Dlatego z myślą o własnym bezpieczeństwie sektor ochrony zdrowia powinien mocno inwestować w rozwój kompetencji pracowników. Istotne są dedykowane szkolenia, pomagające zwiększyć ich umiejętności i wiedzę w zakresie cyberbezpieczeństwa.

– Aby uzyskać dostęp do wykwalifikowanych specjalistów można również współpracować z zewnętrznymi dostawcami. Nie zapominajmy jednak, że nieodzownym elementem myślenia o bezpieczeństwie jest dbałość o wiedzę pracowników i właśnie cykliczne szkolenia. Powinny obejmować zachowania w konkretnych sytuacjach, takich jak zasady zarządzania hasłami czy w szczególności otwierania e-maili czy plików z nieznanych źródeł, co wciąż pozostaje bolączką – doradza Aleksander Kostuch.
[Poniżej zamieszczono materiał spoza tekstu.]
//! Decoded CIL instructions.

use std::fmt;

use crate::{
    assembly::{OpCode, OperandKind, FE_PREFIX},
    token::Token,
    writer::BinaryWriter,
    Result,
};

/// The operand of an [`Operation`] after decoding.
///
/// Branch displacements are stored as absolute target offsets, and the abbreviated variable
/// opcodes (`ldloc.0`, `ldarg.3`, ...) carry their implied index, so two operations that mean
/// the same thing compare equal regardless of the encoding they were read from.
#[derive(Debug, Clone, PartialEq)]
pub enum OperationValue {
    /// No operand
    None,
    /// Integer constant (`ldc.i4*`, `unaligned.`, `no.`)
    I32(i32),
    /// `ldc.i8` constant
    I64(i64),
    /// `ldc.r4` constant
    F32(f32),
    /// `ldc.r8` constant
    F64(f64),
    /// Metadata token
    Token(Token),
    /// Absolute branch target
    Target(u32),
    /// Absolute switch targets
    Switch(Vec<u32>),
    /// Local variable index
    Local(u16),
    /// Argument index
    Argument(u16),
}

/// One CIL instruction at a known offset within its method body.
#[derive(Debug, Clone, PartialEq)]
pub struct Operation {
    /// Offset of the opcode from the start of the code
    pub offset: u32,
    /// The opcode
    pub opcode: OpCode,
    /// The decoded operand
    pub value: OperationValue,
}

impl Operation {
    /// Create an operation
    #[must_use]
    pub fn new(offset: u32, opcode: OpCode, value: OperationValue) -> Self {
        Operation {
            offset,
            opcode,
            value,
        }
    }

    /// Encoded size in bytes, including the switch table
    #[must_use]
    pub fn size(&self) -> usize {
        match &self.value {
            OperationValue::Switch(targets) if self.opcode == OpCode::Switch => {
                self.opcode.encoded_size() + 4 * targets.len()
            }
            _ => self.opcode.encoded_size(),
        }
    }

    /// Offset of the instruction that follows this one
    #[must_use]
    pub fn next_offset(&self) -> u32 {
        self.offset + self.size() as u32
    }

    /// Every branch target of this operation, in operand order
    #[must_use]
    pub fn targets(&self) -> &[u32] {
        match &self.value {
            OperationValue::Target(target) => std::slice::from_ref(target),
            OperationValue::Switch(targets) => targets,
            _ => &[],
        }
    }

    /// Integer operand, if any
    #[must_use]
    pub fn as_i32(&self) -> Option<i32> {
        match self.value {
            OperationValue::I32(value) => Some(value),
            _ => self.opcode.implicit_i4(),
        }
    }

    /// Token operand, if any
    #[must_use]
    pub fn token(&self) -> Option<Token> {
        match self.value {
            OperationValue::Token(token) => Some(token),
            _ => None,
        }
    }

    /// Encode the operation. Branch targets become displacements relative to
    /// [`Operation::next_offset`].
    ///
    /// # Errors
    /// Returns [`crate::Error::Malformed`] if the operand does not fit the opcode's encoding,
    /// including short branches whose displacement is out of `i8` range.
    pub fn write_to(&self, writer: &mut BinaryWriter) -> Result<()> {
        let value = self.opcode.value();
        if value > 0xFF {
            writer.write_u8(FE_PREFIX)?;
        }
        writer.write_u8((value & 0xFF) as u8)?;

        let next = i64::from(self.next_offset());
        let displacement = |target: u32| i64::from(target) - next;

        match (self.opcode.operand_kind(), &self.value) {
            (OperandKind::None, _) => Ok(()),
            (OperandKind::Int8, OperationValue::I32(v)) => writer.write_i8(self.narrow(*v)?),
            (OperandKind::UInt8, OperationValue::I32(v)) => writer.write_u8(self.narrow(*v)?),
            (
                OperandKind::UInt8,
                OperationValue::Local(index) | OperationValue::Argument(index),
            ) => writer.write_u8(self.narrow(*index)?),
            (OperandKind::Int16, OperationValue::I32(v)) => writer.write_i16(self.narrow(*v)?),
            (
                OperandKind::UInt16,
                OperationValue::Local(index) | OperationValue::Argument(index),
            ) => writer.write_u16(*index),
            (OperandKind::Int32, OperationValue::I32(v)) => writer.write_i32(*v),
            (OperandKind::Int64, OperationValue::I64(v)) => writer.write_i64(*v),
            (OperandKind::Float32, OperationValue::F32(v)) => writer.write_f32(*v),
            (OperandKind::Float64, OperationValue::F64(v)) => writer.write_f64(*v),
            (OperandKind::Token, OperationValue::Token(token)) => writer.write_u32(token.value()),
            (OperandKind::ShortBranch, OperationValue::Target(target)) => {
                writer.write_i8(self.narrow(displacement(*target))?)
            }
            (OperandKind::Branch, OperationValue::Target(target)) => {
                writer.write_i32(self.narrow(displacement(*target))?)
            }
            (OperandKind::Switch, OperationValue::Switch(targets)) => {
                writer.write_u32(targets.len() as u32)?;
                for target in targets {
                    writer.write_i32(self.narrow(displacement(*target))?)?;
                }
                Ok(())
            }
            (kind, operand) => Err(malformed_error!(
                "Operand {:?} can not be encoded as {:?} for {} at 0x{:04X}",
                operand,
                kind,
                self.opcode,
                self.offset
            )),
        }
    }

    fn narrow<S, T>(&self, value: S) -> Result<T>
    where
        S: Copy + fmt::Display,
        T: TryFrom<S>,
    {
        T::try_from(value).map_err(|_| {
            malformed_error!(
                "Operand {} is out of range for {} at 0x{:04X}",
                value,
                self.opcode,
                self.offset
            )
        })
    }
}

impl fmt::Display for Operation {
    fn fmt(&self, f: &mut fmt::Formatter<'_>) -> fmt::Result {
        write!(f, "IL_{:04x}: {}", self.offset, self.opcode)?;
        match &self.value {
            OperationValue::None => Ok(()),
            OperationValue::I32(v) => write!(f, " {v}"),
            OperationValue::I64(v) => write!(f, " {v}"),
            OperationValue::F32(v) => write!(f, " {v}"),
            OperationValue::F64(v) => write!(f, " {v}"),
            OperationValue::Token(token) => write!(f, " {token}"),
            OperationValue::Target(target) => write!(f, " IL_{target:04x}"),
            OperationValue::Switch(targets) => {
                f.write_str(" (")?;
                for (i, target) in targets.iter().enumerate() {
                    if i > 0 {
                        f.write_str(", ")?;
                    }
                    write!(f, "IL_{target:04x}")?;
                }
                f.write_str(")")
            }
            OperationValue::Local(index) => write!(f, " V_{index}"),
            OperationValue::Argument(index) => write!(f, " A_{index}"),
        }
    }
}
impl ModuleReader<'_> {
    fn method(&self) -> Option<(Token, u32)> {
        self.frames.iter().find_map(|frame| match frame {
            Frame::Proc { token, offset, .. } => Some((*token, *offset)),
            Frame::Block { .. } => None,
        })
    }

    /// Items directly under a procedure go into a root scope covering the whole method.
    fn ensure_scope(&mut self) -> Result<bool> {
        match self.frames.last_mut() {
            Some(Frame::Proc { implicit_root, .. }) => {
                if !*implicit_root {
                    *implicit_root = true;
                    self.builder.open_scope(0)?;
                }
                Ok(true)
            }
            Some(Frame::Block { .. }) => Ok(true),
            None => Ok(false),
        }
    }

    fn symbol(&mut self, stream_offset: u32, symbol: Symbol, lines: &LineLookup) -> Result<()> {
        match symbol {
            Symbol::ManagedProc(proc) => {
                if self.method().is_some() {
                    return Err(malformed_error!(
                        "Procedure at {} nested in another procedure",
                        stream_offset
                    ));
                }
                self.builder.open_method(proc.token)?;
                if let Some(section) = lines.get(&proc.offset) {
                    for block in &section.blocks {
                        let source = *lines_source(lines, block.file_id)?;
                        self.builder
                            .define_sequence_points(source, block.lines.clone())?;
                    }
                }
                self.frames.push(Frame::Proc {
                    token: proc.token,
                    offset: proc.offset,
                    length: proc.length,
                    implicit_root: false,
                });
            }
            Symbol::Block(block) => {
                let Some((_, base)) = self.method() else {
                    trace!(stream_offset, "block outside of a procedure");
                    return Ok(());
                };
                let start = block.offset.saturating_sub(base);
                self.builder.open_scope(start)?;
                self.frames.push(Frame::Block {
                    end: start + block.length,
                });
            }
            Symbol::Slot {
                index,
                signature_token,
                flags,
                name,
            } => {
                if self.ensure_scope()? {
                    self.builder.define_local_variable(PdbSlot {
                        index,
                        name,
                        compiler_generated: flags & SLOT_COMPILER_GENERATED != 0,
                        signature_token,
                    })?;
                }
            }
            Symbol::Constant {
                signature_token,
                value,
                name,
            } => {
                if self.ensure_scope()? {
                    self.builder.define_local_constant(PdbConstant {
                        name,
                        signature_token,
                        value,
                    })?;
                }
            }
            Symbol::Namespace(name) => {
                if self.ensure_scope()? {
                    self.builder.using_namespace(name)?;
                }
            }
            Symbol::Oem { name, data } => {
                let Some((token, _)) = self.method() else {
                    trace!(name = %name, "OEM record outside of a procedure");
                    return Ok(());
                };
                match name.as_str() {
                    OEM_MD2 => {
                        let md2 = read_md2(&data)?;
                        self.builder
                            .set_iterator_info(md2.iterator_class, md2.iterator_scopes)?;
                    }
                    OEM_ASYNC_METHOD_INFO => {
                        self.builder
                            .set_async_info(read_async_method_info(&data, token)?)?;
                    }
                    _ => self.builder.add_custom_metadata(name, data)?,
                }
            }
            Symbol::End => match self.frames.pop() {
                Some(Frame::Block { end }) => self.builder.close_scope(end)?,
                Some(Frame::Proc {
                    length,
                    implicit_root,
                    ..
                }) => {
                    if implicit_root {
                        self.builder.close_scope(length)?;
                    }
                    self.builder.close_method(length)?;
                }
                None => trace!(stream_offset, "unbalanced S_END"),
            },
            Symbol::Unknown(kind) => trace!(kind, stream_offset, "skipping symbol"),
        }
        Ok(())
    }
}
Wdrożenie rekomendowanych rozwiązań będzie czasochłonne, a wobec skali wyzwania nawet uwzględnienie czasu przewidzianego w vacatio legis może okazać się niewystarczające.

W tej sytuacji stosowanie już teraz adekwatnych do ryzyka mechanizmów ochronnych jest dobrym posunięciem. Oczywiście wiąże się to z inwestycjami, jednak zawsze lepiej przeciwdziałać zagrożeniom niż odczuwać skutki udanego ataku lub kar za niedopełnienie obowiązków. Podmioty, które nie będą przestrzegać dyrektywy, mogą między innymi zostać ukarane grzywnami – podsumowuje ekspert Stormshield.